Con una voz agitada le dije: “¿Me lo metes?» A lo que él, sin pensarlo, me ayudó a voltear mi silla y colocarme en el descansabrazos de un sillón, con mi cola expuesta hacia fuera. Ya teniéndome en esa posición me bajó el pantalón y en ese momento tragué saliva del nervio que traía.

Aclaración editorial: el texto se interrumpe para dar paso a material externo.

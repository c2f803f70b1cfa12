//! Just a few helper macros for Http Responses

/**
 * Returns a httpResponse with the right error message attached
 *
 * Use it like this:
 * ```text
 *  Unauthorized!("Hey this is the message")
 * ```
 *
 * Possible are:
 * - Unauthorized
 * - NotFound
 * - Conflict
 * - Forbidden
 * - BadRequest
 * - InternalServer
 */
#[macro_use]
pub mod res {
    #[macro_export]
    macro_rules! Unauthorized {
        ($message:expr) => {
            actix_web::HttpResponse::Unauthorized()
                .json(serde_json::json!({"error": format!("{}", $message)}))
        };
    }
    #[macro_export]
    macro_rules! NotFound {
        ($message:expr) => {
            actix_web::HttpResponse::NotFound()
                .json(serde_json::json!({"error": format!("{}", $message)}))
        };
    }
    #[macro_export]
    macro_rules! Conflict {
        ($message:expr) => {
            actix_web::HttpResponse::Conflict()
                .json(serde_json::json!({"error": format!("{}", $message)}))
        };
    }
    #[macro_export]
    macro_rules! Forbidden {
        ($message:expr) => {
            actix_web::HttpResponse::Forbidden()
                .json(serde_json::json!({"error": format!("{}", $message)}))
        };
    }
    #[macro_export]
    macro_rules! BadRequest {
        ($message:expr) => {
            actix_web::HttpResponse::BadRequest()
                .json(serde_json::json!({"error": format!("{}", $message)}))
        };
    }
    #[macro_export]
    macro_rules! InternalServer {
        ($message:expr) => {
            actix_web::HttpResponse::InternalServerError()
                .json(serde_json::json!({"error": format!("{}", $message)}))
        };
    }
}
//! The http surface. Handlers are thin: resolve the caller, forward to the
//! core operation, map the result. Every error leaves as `{"error": ...}`
//! with the matching status code.

use actix_web::{web, HttpRequest, HttpResponse};

use crate::auth::{self, AuthUser};
use crate::schema::{
    ArkaningBody, AssignBody, FlipperBody, GradeBody, LessonChanges, NewLesson, NewsTapBody,
    ReclaimBody,
};
use crate::{AppData, Forbidden};

fn require_teacher(user: AuthUser) -> Result<i64, HttpResponse> {
    match user {
        AuthUser::Teacher { id, .. } => Ok(id),
        AuthUser::Student { .. } => Err(Forbidden!("Only teachers can do this")),
    }
}

pub async fn create_lesson(
    req: HttpRequest,
    data: web::Data<AppData>,
    body: web::Json<NewLesson>,
) -> HttpResponse {
    let user = match auth::get_user(&req, &data.db).await {
        Ok(u) => u,
        Err(e) => return e,
    };
    let teacher_id = match require_teacher(user) {
        Ok(id) => id,
        Err(e) => return e,
    };

    match crate::catalog::create_lesson(&data.db, teacher_id, body.into_inner()).await {
        Ok(lesson) => HttpResponse::Ok().json(lesson),
        Err(e) => e.to_response(),
    }
}

pub async fn update_lesson(
    req: HttpRequest,
    data: web::Data<AppData>,
    path: web::Path<i64>,
    body: web::Json<LessonChanges>,
) -> HttpResponse {
    let user = match auth::get_user(&req, &data.db).await {
        Ok(u) => u,
        Err(e) => return e,
    };
    let teacher_id = match require_teacher(user) {
        Ok(id) => id,
        Err(e) => return e,
    };

    match crate::catalog::update_lesson(&data.db, path.into_inner(), teacher_id, body.into_inner())
        .await
    {
        Ok(lesson) => HttpResponse::Ok().json(lesson),
        Err(e) => e.to_response(),
    }
}

pub async fn delete_lesson(
    req: HttpRequest,
    data: web::Data<AppData>,
    path: web::Path<i64>,
) -> HttpResponse {
    let user = match auth::get_user(&req, &data.db).await {
        Ok(u) => u,
        Err(e) => return e,
    };
    let teacher_id = match require_teacher(user) {
        Ok(id) => id,
        Err(e) => return e,
    };

    match crate::catalog::delete_lesson(&data.db, path.into_inner(), teacher_id).await {
        Ok(()) => HttpResponse::Ok().json(serde_json::json!({"success": true})),
        Err(e) => e.to_response(),
    }
}

/// A teacher may only hand out their own lessons.
async fn check_lesson_owner(
    db: &sqlx::SqlitePool,
    lesson_id: i64,
    teacher_id: i64,
) -> Result<(), HttpResponse> {
    match crate::catalog::get_lesson(db, lesson_id).await {
        Ok(lesson) if lesson.teacher_id == teacher_id => Ok(()),
        Ok(_) => Err(Forbidden!("This lesson belongs to another teacher")),
        Err(e) => Err(e.to_response()),
    }
}

pub async fn assign_lesson(
    req: HttpRequest,
    data: web::Data<AppData>,
    path: web::Path<i64>,
    body: web::Json<AssignBody>,
) -> HttpResponse {
    let user = match auth::get_user(&req, &data.db).await {
        Ok(u) => u,
        Err(e) => return e,
    };
    let teacher_id = match require_teacher(user) {
        Ok(id) => id,
        Err(e) => return e,
    };
    let lesson_id = path.into_inner();
    if let Err(e) = check_lesson_owner(&data.db, lesson_id, teacher_id).await {
        return e;
    }

    let body = body.into_inner();
    match crate::assignment::assign_lesson(
        &data.db,
        lesson_id,
        body.student_id,
        body.deadline,
        body.start_date,
        crate::now_ms(),
    )
    .await
    {
        Ok(assignment) => HttpResponse::Ok().json(assignment),
        Err(e) => e.to_response(),
    }
}

pub async fn auto_assign(
    req: HttpRequest,
    data: web::Data<AppData>,
    path: web::Path<i64>,
) -> HttpResponse {
    let user = match auth::get_user(&req, &data.db).await {
        Ok(u) => u,
        Err(e) => return e,
    };
    let teacher_id = match require_teacher(user) {
        Ok(id) => id,
        Err(e) => return e,
    };
    let lesson_id = path.into_inner();
    if let Err(e) = check_lesson_owner(&data.db, lesson_id, teacher_id).await {
        return e;
    }

    match crate::assignment::auto_assign(&data.db, lesson_id, crate::now_ms()).await {
        Ok(created) => HttpResponse::Ok().json(serde_json::json!({"created": created})),
        Err(e) => e.to_response(),
    }
}

pub async fn get_assignment(
    req: HttpRequest,
    data: web::Data<AppData>,
    path: web::Path<i64>,
) -> HttpResponse {
    let user = match auth::get_user(&req, &data.db).await {
        Ok(u) => u,
        Err(e) => return e,
    };

    let assignment = match crate::assignment::get_assignment(&data.db, path.into_inner()).await {
        Ok(a) => a,
        Err(e) => return e.to_response(),
    };

    // visible to the student it belongs to and to the lesson's teacher
    let allowed = match &user {
        AuthUser::Student { id, .. } => assignment.student_id == *id,
        AuthUser::Teacher { id, .. } => {
            match crate::catalog::get_lesson(&data.db, assignment.lesson_id).await {
                Ok(lesson) => lesson.teacher_id == *id,
                Err(e) => return e.to_response(),
            }
        }
    };
    if !allowed {
        return Forbidden!("This assignment is not yours to see");
    }

    HttpResponse::Ok().json(assignment)
}

pub async fn submit(
    req: HttpRequest,
    data: web::Data<AppData>,
    path: web::Path<i64>,
    body: web::Json<serde_json::Value>,
) -> HttpResponse {
    let acting = match auth::acting_student(&req, &data.db).await {
        Ok(a) => a,
        Err(e) => return e,
    };

    match crate::submission::submit(
        &data.db,
        path.into_inner(),
        acting.effective_user_id,
        body.into_inner(),
        crate::now_ms(),
    )
    .await
    {
        Ok(assignment) => HttpResponse::Ok().json(assignment),
        Err(e) => e.to_response(),
    }
}

pub async fn arkaning(
    req: HttpRequest,
    data: web::Data<AppData>,
    path: web::Path<i64>,
    body: web::Json<ArkaningBody>,
) -> HttpResponse {
    let acting = match auth::acting_student(&req, &data.db).await {
        Ok(a) => a,
        Err(e) => return e,
    };

    match crate::submission::arkaning_round(
        &data.db,
        path.into_inner(),
        acting.effective_user_id,
        &body.outcome,
        crate::now_ms(),
    )
    .await
    {
        Ok(delta) => HttpResponse::Ok().json(delta),
        Err(e) => e.to_response(),
    }
}

pub async fn flipper(
    req: HttpRequest,
    data: web::Data<AppData>,
    path: web::Path<i64>,
    body: web::Json<FlipperBody>,
) -> HttpResponse {
    let acting = match auth::acting_student(&req, &data.db).await {
        Ok(a) => a,
        Err(e) => return e,
    };

    match crate::submission::flipper_match(
        &data.db,
        path.into_inner(),
        acting.effective_user_id,
        body.attempts,
        body.word.as_deref(),
        crate::now_ms(),
    )
    .await
    {
        Ok(delta) => HttpResponse::Ok().json(delta),
        Err(e) => e.to_response(),
    }
}

pub async fn news_article(
    req: HttpRequest,
    data: web::Data<AppData>,
    path: web::Path<i64>,
    body: web::Json<NewsTapBody>,
) -> HttpResponse {
    let acting = match auth::acting_student(&req, &data.db).await {
        Ok(a) => a,
        Err(e) => return e,
    };

    match crate::submission::news_article_tap(
        &data.db,
        path.into_inner(),
        acting.effective_user_id,
        body.word.as_deref(),
        crate::now_ms(),
    )
    .await
    {
        Ok(outcome) => HttpResponse::Ok().json(outcome),
        Err(e) => e.to_response(),
    }
}

pub async fn grade(
    req: HttpRequest,
    data: web::Data<AppData>,
    path: web::Path<i64>,
    body: web::Json<GradeBody>,
) -> HttpResponse {
    let user = match auth::get_user(&req, &data.db).await {
        Ok(u) => u,
        Err(e) => return e,
    };
    let teacher_id = match require_teacher(user) {
        Ok(id) => id,
        Err(e) => return e,
    };

    match crate::assignment::grade(
        &data.db,
        path.into_inner(),
        teacher_id,
        body.score,
        body.teacher_comments.as_deref(),
        body.extra_points,
        crate::now_ms(),
    )
    .await
    {
        Ok(assignment) => HttpResponse::Ok().json(assignment),
        Err(e) => e.to_response(),
    }
}

pub async fn marketplace_reclaim(
    req: HttpRequest,
    data: web::Data<AppData>,
    body: web::Json<ReclaimBody>,
) -> HttpResponse {
    let acting = match auth::acting_student(&req, &data.db).await {
        Ok(a) => a,
        Err(e) => return e,
    };

    match crate::marketplace::reclaim(
        &data.db,
        body.assignment_id,
        acting.effective_user_id,
        crate::now_ms(),
    )
    .await
    {
        Ok(_) => HttpResponse::Ok().json(serde_json::json!({"success": true})),
        Err(e) => e.to_response(),
    }
}

pub async fn user_ledger(
    req: HttpRequest,
    data: web::Data<AppData>,
    path: web::Path<i64>,
) -> HttpResponse {
    let user = match auth::get_user(&req, &data.db).await {
        Ok(u) => u,
        Err(e) => return e,
    };
    let user_id = path.into_inner();

    // students see their own movements, teachers everybody's
    if let AuthUser::Student { id, .. } = user {
        if id != user_id {
            return Forbidden!("This ledger is not yours to see");
        }
    }

    match crate::ledger::list_for_user(&data.db, user_id, 50).await {
        Ok(entries) => HttpResponse::Ok().json(entries),
        Err(e) => e.to_response(),
    }
}

pub async fn leaderboard(req: HttpRequest, data: web::Data<AppData>) -> HttpResponse {
    if let Err(e) = auth::get_user(&req, &data.db).await {
        return e;
    }

    match crate::ledger::leaderboard(&data.db, 25).await {
        Ok(entries) => HttpResponse::Ok().json(entries),
        Err(e) => e.to_response(),
    }
}

pub async fn cron_fail_overdue(req: HttpRequest, data: web::Data<AppData>) -> HttpResponse {
    let user = match auth::get_user(&req, &data.db).await {
        Ok(u) => u,
        Err(e) => return e,
    };
    if let Err(e) = require_teacher(user) {
        return e;
    }

    match crate::notify::fail_overdue(&data.db, crate::now_ms()).await {
        Ok(failed) => HttpResponse::Ok().json(serde_json::json!({"failed": failed})),
        Err(e) => e.to_response(),
    }
}

pub async fn cron_reminders(req: HttpRequest, data: web::Data<AppData>) -> HttpResponse {
    let user = match auth::get_user(&req, &data.db).await {
        Ok(u) => u,
        Err(e) => return e,
    };
    if let Err(e) = require_teacher(user) {
        return e;
    }

    // everything due within the next day
    let window = 24 * 60 * 60 * 1000;
    match crate::notify::remind_upcoming(&data.db, window, crate::now_ms()).await {
        Ok(reminded) => HttpResponse::Ok().json(serde_json::json!({"reminded": reminded})),
        Err(e) => e.to_response(),
    }
}

pub async fn cron_scheduled_assignments(
    req: HttpRequest,
    data: web::Data<AppData>,
) -> HttpResponse {
    let user = match auth::get_user(&req, &data.db).await {
        Ok(u) => u,
        Err(e) => return e,
    };
    if let Err(e) = require_teacher(user) {
        return e;
    }

    match crate::notify::run_scheduled_assignments(&data.db, crate::now_ms()).await {
        Ok(created) => HttpResponse::Ok().json(serde_json::json!({"created": created})),
        Err(e) => e.to_response(),
    }
}

pub fn configure(cfg: &mut web::ServiceConfig) {
    cfg.route("/lessons", web::post().to(create_lesson))
        .route("/lessons/{id}", web::patch().to(update_lesson))
        .route("/lessons/{id}", web::delete().to(delete_lesson))
        .route("/lessons/{id}/assign", web::post().to(assign_lesson))
        .route("/lessons/{id}/auto-assign", web::post().to(auto_assign))
        .route("/assignments/{id}", web::get().to(get_assignment))
        .route("/assignments/{id}/submit", web::post().to(submit))
        .route("/assignments/{id}/arkaning", web::post().to(arkaning))
        .route("/assignments/{id}/flipper", web::post().to(flipper))
        .route("/assignments/{id}/news-article", web::post().to(news_article))
        .route("/assignments/{id}/grade", web::patch().to(grade))
        .route("/marketplace/reclaim", web::post().to(marketplace_reclaim))
        .route("/users/{id}/ledger", web::get().to(user_ledger))
        .route("/leaderboard", web::get().to(leaderboard))
        .route("/cron/fail-overdue", web::post().to(cron_fail_overdue))
        .route("/cron/reminders", web::post().to(cron_reminders))
        .route(
            "/cron/scheduled-assignments",
            web::post().to(cron_scheduled_assignments),
        );
}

Colocó su pene en la entrada de mi cola y empezó a ejercer una leve presión, yo sentía como poco a poco, su miembro iba pidiendo permiso para ingresar, recorriendo cada centímetro hacia mi interior. Cuando por fin logró meter todo hasta el fondo, yo sentía una mezcla de dolor y placer pues era la primera vez que tenía sexo de cualquier tipo.

Poco a poco empezó a moverse, hasta que las embestidas eran bastante rítmicas. De mi boca solo salían ruidos, gemidos pues, “ahh, ahhhh, ahhhhh”, no lo podía creer, lo estaba disfrutando y mucho. De pronto sentí como se ponía cada vez más duro, y estaba como palpitando.

Estaba llenando mis entrañas con su semen y yo sentía delicioso ese momento. Terminamos y mi amigo me ayudó a limpiarme y colocarme nuevamente mi ropa en su lugar.

Pero ese día solo fue el inicio de una serie de encuentros muy deliciosos en el que descubrí mi gusto por el rol pasivo. Más adelante les contaré un poco más de mis aventuras con mi amigo y con otras personas que me hicieron sentir cosas que no había sentido.